[Stored items]
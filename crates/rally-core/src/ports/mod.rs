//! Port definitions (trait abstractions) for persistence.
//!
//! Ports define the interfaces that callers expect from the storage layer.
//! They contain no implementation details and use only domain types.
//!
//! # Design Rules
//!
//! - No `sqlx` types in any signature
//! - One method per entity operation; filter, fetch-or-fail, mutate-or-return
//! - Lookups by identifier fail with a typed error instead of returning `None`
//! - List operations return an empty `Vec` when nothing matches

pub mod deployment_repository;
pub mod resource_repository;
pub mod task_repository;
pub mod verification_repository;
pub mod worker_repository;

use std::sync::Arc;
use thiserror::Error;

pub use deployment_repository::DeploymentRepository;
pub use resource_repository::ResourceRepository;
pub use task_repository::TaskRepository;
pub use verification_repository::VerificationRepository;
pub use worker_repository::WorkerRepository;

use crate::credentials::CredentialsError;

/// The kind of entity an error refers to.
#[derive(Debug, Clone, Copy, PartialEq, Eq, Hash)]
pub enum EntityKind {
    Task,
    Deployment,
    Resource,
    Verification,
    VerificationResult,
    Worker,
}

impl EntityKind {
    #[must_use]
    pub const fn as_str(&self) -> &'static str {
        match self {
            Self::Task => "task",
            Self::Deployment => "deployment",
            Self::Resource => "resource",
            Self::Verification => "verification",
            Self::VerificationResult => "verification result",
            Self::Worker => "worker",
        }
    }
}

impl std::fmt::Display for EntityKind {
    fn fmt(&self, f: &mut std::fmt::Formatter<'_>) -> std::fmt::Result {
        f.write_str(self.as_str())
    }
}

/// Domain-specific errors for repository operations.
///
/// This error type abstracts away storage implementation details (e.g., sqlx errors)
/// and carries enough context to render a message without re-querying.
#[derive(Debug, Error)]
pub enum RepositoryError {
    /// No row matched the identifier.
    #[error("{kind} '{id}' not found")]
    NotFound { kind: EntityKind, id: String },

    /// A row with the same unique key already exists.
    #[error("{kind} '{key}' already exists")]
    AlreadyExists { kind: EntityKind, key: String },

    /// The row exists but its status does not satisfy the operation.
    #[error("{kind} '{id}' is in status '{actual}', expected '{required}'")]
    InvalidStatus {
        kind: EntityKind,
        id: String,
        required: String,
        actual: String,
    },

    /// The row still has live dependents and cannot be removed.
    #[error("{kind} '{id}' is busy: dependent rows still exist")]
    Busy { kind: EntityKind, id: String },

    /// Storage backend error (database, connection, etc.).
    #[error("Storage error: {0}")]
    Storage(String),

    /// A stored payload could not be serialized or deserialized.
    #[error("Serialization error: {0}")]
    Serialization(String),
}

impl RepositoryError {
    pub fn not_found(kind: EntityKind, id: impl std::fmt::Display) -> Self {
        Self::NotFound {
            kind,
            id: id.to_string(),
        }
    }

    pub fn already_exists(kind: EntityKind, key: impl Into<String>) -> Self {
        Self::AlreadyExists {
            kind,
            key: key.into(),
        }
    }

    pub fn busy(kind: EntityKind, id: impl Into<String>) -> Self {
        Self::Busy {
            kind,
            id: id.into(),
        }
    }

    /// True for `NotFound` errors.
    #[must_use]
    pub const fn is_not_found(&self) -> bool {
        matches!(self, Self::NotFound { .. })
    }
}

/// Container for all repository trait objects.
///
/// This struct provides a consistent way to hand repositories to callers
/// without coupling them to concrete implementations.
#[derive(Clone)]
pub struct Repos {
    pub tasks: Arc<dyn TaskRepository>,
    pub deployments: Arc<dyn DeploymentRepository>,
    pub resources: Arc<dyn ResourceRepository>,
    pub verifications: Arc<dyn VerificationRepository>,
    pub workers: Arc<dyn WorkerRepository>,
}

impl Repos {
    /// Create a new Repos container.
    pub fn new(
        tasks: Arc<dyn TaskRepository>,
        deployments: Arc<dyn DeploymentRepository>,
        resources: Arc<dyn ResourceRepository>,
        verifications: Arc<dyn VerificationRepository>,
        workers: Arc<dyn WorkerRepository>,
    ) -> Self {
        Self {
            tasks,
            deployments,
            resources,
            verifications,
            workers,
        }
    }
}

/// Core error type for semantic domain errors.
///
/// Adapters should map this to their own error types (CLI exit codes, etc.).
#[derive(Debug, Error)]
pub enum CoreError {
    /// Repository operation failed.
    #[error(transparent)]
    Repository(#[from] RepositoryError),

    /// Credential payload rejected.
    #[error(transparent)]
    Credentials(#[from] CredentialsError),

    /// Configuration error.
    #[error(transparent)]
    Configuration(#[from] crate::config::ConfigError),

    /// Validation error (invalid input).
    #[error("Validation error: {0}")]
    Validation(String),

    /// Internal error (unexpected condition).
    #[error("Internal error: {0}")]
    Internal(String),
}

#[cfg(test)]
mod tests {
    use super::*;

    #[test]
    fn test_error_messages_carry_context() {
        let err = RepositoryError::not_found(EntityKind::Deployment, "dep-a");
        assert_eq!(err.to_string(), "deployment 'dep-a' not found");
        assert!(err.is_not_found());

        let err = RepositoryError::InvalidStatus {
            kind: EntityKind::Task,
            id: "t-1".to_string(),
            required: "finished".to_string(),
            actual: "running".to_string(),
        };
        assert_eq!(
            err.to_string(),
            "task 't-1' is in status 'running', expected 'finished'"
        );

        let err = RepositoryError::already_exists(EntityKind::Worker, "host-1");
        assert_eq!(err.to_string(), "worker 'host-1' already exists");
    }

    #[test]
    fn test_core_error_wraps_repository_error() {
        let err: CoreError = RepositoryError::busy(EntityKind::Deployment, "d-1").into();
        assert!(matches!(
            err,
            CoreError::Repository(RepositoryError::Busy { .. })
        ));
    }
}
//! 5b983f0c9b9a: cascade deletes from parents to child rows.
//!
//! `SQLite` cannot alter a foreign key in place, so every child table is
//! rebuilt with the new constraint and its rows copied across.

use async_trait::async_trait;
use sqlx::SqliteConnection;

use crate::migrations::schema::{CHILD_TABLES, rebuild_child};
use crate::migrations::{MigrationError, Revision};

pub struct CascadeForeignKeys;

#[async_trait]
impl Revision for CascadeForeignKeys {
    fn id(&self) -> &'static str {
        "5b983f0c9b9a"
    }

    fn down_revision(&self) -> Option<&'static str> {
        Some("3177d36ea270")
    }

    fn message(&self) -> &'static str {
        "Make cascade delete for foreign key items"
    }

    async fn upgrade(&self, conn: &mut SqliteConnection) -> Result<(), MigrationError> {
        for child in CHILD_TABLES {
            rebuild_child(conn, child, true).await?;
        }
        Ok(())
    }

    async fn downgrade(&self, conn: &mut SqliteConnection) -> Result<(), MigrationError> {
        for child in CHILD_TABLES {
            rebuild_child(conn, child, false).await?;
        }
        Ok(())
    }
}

--

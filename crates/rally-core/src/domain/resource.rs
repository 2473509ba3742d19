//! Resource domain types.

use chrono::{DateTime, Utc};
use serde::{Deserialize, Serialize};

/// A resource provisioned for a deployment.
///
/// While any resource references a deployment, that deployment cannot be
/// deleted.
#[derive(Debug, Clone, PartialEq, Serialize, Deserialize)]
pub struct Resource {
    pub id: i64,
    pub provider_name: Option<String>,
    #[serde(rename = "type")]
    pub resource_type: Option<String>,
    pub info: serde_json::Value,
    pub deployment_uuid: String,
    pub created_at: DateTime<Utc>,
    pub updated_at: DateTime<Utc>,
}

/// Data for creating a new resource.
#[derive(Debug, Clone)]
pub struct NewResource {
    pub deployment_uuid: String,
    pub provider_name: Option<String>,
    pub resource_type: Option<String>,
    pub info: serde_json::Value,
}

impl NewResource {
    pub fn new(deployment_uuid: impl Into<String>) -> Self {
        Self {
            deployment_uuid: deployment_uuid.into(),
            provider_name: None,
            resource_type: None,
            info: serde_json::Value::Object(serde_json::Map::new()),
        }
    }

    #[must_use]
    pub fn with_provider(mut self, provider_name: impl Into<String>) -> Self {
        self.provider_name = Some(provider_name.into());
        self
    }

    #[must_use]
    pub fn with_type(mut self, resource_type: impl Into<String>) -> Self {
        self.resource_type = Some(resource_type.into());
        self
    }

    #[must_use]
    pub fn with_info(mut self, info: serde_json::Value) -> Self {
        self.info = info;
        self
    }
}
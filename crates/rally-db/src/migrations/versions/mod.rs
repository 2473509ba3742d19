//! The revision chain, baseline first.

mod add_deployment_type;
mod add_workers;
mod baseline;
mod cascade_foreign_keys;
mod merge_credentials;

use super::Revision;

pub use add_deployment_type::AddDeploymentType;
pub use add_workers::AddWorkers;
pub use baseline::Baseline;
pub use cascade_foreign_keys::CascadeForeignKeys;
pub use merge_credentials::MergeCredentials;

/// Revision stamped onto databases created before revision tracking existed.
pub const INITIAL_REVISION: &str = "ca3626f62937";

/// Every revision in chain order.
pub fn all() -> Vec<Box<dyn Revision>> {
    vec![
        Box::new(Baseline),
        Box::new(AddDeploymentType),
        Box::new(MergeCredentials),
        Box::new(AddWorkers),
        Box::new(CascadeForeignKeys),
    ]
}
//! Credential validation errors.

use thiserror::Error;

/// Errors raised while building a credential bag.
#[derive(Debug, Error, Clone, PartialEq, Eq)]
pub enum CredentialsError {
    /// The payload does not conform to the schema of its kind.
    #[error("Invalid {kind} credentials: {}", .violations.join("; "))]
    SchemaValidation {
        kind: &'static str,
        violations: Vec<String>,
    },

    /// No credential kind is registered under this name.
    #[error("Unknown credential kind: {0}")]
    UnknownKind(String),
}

* * *

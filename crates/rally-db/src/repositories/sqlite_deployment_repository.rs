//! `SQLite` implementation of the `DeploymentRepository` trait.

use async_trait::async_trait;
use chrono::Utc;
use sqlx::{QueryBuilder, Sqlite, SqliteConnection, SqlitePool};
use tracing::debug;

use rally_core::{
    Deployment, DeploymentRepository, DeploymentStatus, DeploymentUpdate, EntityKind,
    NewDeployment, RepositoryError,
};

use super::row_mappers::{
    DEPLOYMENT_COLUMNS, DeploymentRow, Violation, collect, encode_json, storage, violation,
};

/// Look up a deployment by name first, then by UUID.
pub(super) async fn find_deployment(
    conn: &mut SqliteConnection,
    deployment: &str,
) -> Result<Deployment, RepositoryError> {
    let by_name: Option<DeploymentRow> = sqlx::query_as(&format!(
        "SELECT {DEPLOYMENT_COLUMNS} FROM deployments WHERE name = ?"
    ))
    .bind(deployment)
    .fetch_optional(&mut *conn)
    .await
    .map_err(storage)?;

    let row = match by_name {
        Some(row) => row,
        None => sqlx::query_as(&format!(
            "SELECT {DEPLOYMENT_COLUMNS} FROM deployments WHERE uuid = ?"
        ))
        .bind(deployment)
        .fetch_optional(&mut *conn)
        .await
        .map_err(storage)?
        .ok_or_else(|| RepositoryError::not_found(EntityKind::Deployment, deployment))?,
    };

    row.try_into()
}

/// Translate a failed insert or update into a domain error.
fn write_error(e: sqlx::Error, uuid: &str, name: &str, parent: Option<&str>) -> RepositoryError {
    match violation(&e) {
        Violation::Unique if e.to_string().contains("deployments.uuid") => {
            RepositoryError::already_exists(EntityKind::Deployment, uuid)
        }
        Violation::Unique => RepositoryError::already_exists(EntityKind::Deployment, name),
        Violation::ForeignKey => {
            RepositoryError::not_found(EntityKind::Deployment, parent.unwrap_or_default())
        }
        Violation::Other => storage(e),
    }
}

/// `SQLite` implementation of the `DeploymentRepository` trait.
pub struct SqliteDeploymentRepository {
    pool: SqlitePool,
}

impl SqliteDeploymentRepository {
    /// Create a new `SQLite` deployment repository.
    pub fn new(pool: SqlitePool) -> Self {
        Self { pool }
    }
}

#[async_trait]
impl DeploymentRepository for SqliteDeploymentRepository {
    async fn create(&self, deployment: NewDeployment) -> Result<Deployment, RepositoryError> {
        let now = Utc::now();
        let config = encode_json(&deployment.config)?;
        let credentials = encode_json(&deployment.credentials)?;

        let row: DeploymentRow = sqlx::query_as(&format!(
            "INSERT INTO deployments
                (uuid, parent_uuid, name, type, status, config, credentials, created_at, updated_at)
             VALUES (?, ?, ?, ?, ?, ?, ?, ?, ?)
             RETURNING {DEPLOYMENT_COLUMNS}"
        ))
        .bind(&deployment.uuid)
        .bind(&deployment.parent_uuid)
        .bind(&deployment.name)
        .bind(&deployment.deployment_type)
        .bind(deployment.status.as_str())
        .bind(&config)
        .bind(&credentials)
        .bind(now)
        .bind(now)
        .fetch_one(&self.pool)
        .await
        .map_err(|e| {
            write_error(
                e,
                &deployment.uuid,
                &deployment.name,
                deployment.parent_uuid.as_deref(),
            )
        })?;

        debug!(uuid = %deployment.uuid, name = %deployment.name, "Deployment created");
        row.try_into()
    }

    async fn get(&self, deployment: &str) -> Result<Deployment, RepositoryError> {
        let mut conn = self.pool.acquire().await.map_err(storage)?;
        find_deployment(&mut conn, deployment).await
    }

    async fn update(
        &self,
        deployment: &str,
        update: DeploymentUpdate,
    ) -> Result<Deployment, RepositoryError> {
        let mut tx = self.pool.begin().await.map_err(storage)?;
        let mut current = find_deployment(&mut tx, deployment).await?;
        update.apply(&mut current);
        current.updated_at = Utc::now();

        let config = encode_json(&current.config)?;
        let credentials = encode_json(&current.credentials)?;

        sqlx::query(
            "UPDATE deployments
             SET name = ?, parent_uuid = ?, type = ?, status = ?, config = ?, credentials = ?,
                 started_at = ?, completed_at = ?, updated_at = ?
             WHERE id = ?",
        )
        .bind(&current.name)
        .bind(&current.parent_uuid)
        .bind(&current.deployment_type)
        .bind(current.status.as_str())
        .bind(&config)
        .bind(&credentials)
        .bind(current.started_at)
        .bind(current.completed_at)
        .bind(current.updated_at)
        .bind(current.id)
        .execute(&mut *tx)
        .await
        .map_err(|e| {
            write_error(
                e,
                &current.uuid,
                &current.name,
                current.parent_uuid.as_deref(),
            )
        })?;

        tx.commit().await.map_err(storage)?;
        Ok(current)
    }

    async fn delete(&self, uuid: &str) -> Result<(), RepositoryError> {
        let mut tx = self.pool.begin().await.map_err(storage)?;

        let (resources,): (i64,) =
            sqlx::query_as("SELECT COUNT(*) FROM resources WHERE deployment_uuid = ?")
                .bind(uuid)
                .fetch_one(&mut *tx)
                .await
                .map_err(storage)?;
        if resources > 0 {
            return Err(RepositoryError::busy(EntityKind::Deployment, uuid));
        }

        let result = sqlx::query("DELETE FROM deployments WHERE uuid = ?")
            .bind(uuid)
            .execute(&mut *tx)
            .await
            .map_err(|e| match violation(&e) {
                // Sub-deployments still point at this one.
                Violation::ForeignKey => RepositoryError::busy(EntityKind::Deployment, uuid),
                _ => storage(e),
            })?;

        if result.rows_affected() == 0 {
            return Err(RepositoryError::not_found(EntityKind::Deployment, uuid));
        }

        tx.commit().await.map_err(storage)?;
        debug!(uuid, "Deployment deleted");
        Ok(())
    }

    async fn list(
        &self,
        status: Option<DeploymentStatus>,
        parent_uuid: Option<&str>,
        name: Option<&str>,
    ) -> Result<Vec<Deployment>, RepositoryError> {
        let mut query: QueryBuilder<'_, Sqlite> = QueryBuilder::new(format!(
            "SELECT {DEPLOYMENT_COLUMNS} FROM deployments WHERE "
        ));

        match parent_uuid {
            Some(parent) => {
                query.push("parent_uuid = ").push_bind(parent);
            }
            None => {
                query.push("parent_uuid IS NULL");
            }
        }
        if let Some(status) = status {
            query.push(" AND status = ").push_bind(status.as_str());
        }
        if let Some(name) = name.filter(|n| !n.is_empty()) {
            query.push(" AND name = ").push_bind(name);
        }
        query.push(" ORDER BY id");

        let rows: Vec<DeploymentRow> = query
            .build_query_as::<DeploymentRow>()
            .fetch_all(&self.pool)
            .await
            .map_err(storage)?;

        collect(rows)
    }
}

* PROBLEM REQUIREMENTS *
Above are the entries. Output exactly the lines beginning with the line that has "filename crates/rally-core/src/ports/mod.rs" and ending with the line that has "in any signature".

* ANSWER BOX *
filename crates/rally-core/src/ports/mod.rs
//! Port definitions (trait abstractions) for persistence.
//!
//! Ports define the interfaces that callers expect from the storage layer.
//! They contain no implementation details and use only domain types.
//!
//! # Design Rules
//!
//! - No `sqlx` types in any signature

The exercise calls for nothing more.